You also remember that in a good number of not-so-macho-interpreted languages, it is not difficult to instantiate a class if you know its name and pedigree (package, assembly, etc). Armed with information, you modify your getLogger() utility function to the following:


     public LoggingInterface getLogger()
     {
          IConfig cfg = ...
          string loggerClassname = cfg.getValue
("/request/logger/classname","EventLogger");

          Object o = instantiateAnObjectForItsClassname(
		      loggerClassName);
// code is not provided for this function
          LoggingInterface log = (LoggingInterface)o;

          return log;
     }

Now your quest is complete (almost). You are able to instantiate a logging class dynamically using a config file. Then, as your needs grow, you want this capability to instantiate dynamic objects for all sorts of classes and not just the logger.
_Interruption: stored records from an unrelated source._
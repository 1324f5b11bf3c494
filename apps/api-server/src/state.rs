//! Application state - shared across all handlers.

use std::sync::Arc;

use async_trait::async_trait;
use serde_json::Value;

use keystone_core::clock::{Clock, SystemClock};
use keystone_core::ports::ListingProvider;
use keystone_core::{GuardedFetch, UpstreamError};

use crate::config::{AppConfig, RoutePolicies};

/// Shared application state.
///
/// Exactly one gate exists per process; every worker gets a clone that
/// points at the same limiter and cache.
#[derive(Clone)]
pub struct AppState {
    pub gate: GuardedFetch<Value>,
    pub listings: Arc<dyn ListingProvider>,
    pub policies: RoutePolicies,
}

/// Listing provider used when no upstream credentials are configured.
pub struct UnconfiguredListingProvider;

impl UnconfiguredListingProvider {
    fn unavailable() -> UpstreamError {
        UpstreamError::Transport("listing provider is not configured".to_string())
    }
}

#[async_trait]
impl ListingProvider for UnconfiguredListingProvider {
    async fn property_details(&self, _zpid: &str) -> Result<Value, UpstreamError> {
        Err(Self::unavailable())
    }

    async fn search_location(&self, _location: &str) -> Result<Value, UpstreamError> {
        Err(Self::unavailable())
    }

    async fn zestimate(&self, _zpid: &str) -> Result<Value, UpstreamError> {
        Err(Self::unavailable())
    }
}

impl AppState {
    /// Build the application state with appropriate implementations.
    pub fn new(config: &AppConfig, policies: RoutePolicies) -> Self {
        let listings = Self::listing_provider(config);
        Self::with_provider(listings, policies, Arc::new(SystemClock))
    }

    /// Build state around an explicit provider and clock.
    pub fn with_provider(
        listings: Arc<dyn ListingProvider>,
        policies: RoutePolicies,
        clock: Arc<dyn Clock>,
    ) -> Self {
        let gate = keystone_infra::in_memory_gate(clock);

        tracing::info!(
            max_requests = policies.property.rate_limit.limit(),
            window_secs = policies.property.rate_limit.window().as_secs(),
            "Application state initialized"
        );

        Self {
            gate,
            listings,
            policies,
        }
    }

    #[cfg(feature = "rapidapi")]
    fn listing_provider(config: &AppConfig) -> Arc<dyn ListingProvider> {
        use keystone_infra::RapidApiListingProvider;

        if !config.rapidapi.is_configured() {
            tracing::warn!("RAPIDAPI_KEY not set. Upstream calls will fail over to fallbacks.");
            return Arc::new(UnconfiguredListingProvider);
        }

        match RapidApiListingProvider::new(config.rapidapi.clone()) {
            Ok(provider) => Arc::new(provider),
            Err(e) => {
                tracing::error!(
                    "Failed to build RapidAPI client: {}. Using unconfigured provider.",
                    e
                );
                Arc::new(UnconfiguredListingProvider)
            }
        }
    }

    #[cfg(not(feature = "rapidapi"))]
    fn listing_provider(_config: &AppConfig) -> Arc<dyn ListingProvider> {
        tracing::info!("Running without rapidapi feature - upstream calls will fail over to fallbacks");
        Arc::new(UnconfiguredListingProvider)
    }
}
So you modify the utility function yet again:


     public static Object getObject(string interfacename)
     {
          IConfig cfg = ...
          string interfaceClassname = cfg.getValue("/request/" +
interfacename + "/classname");

          Object o = instantiateAnObjectForItsClassname(
		      loggerClassName);
// code is not provided for this function
          return o;
     }

Now you have a general purpose function that can give you an object, given a symbolic name. This utility function is called a factory service. This is a bare-bones factory service. We will expand on this to cover more cases so that you can take advantage of this metaphor.

Factory Service Formalized

So let us formalize our need for a factory into a factory service interface.


public interface IFactory
{
     public Object getObject(string symbolicname):
}

So, essentially, a factory service is a service that returns to you an object given a symbolic name.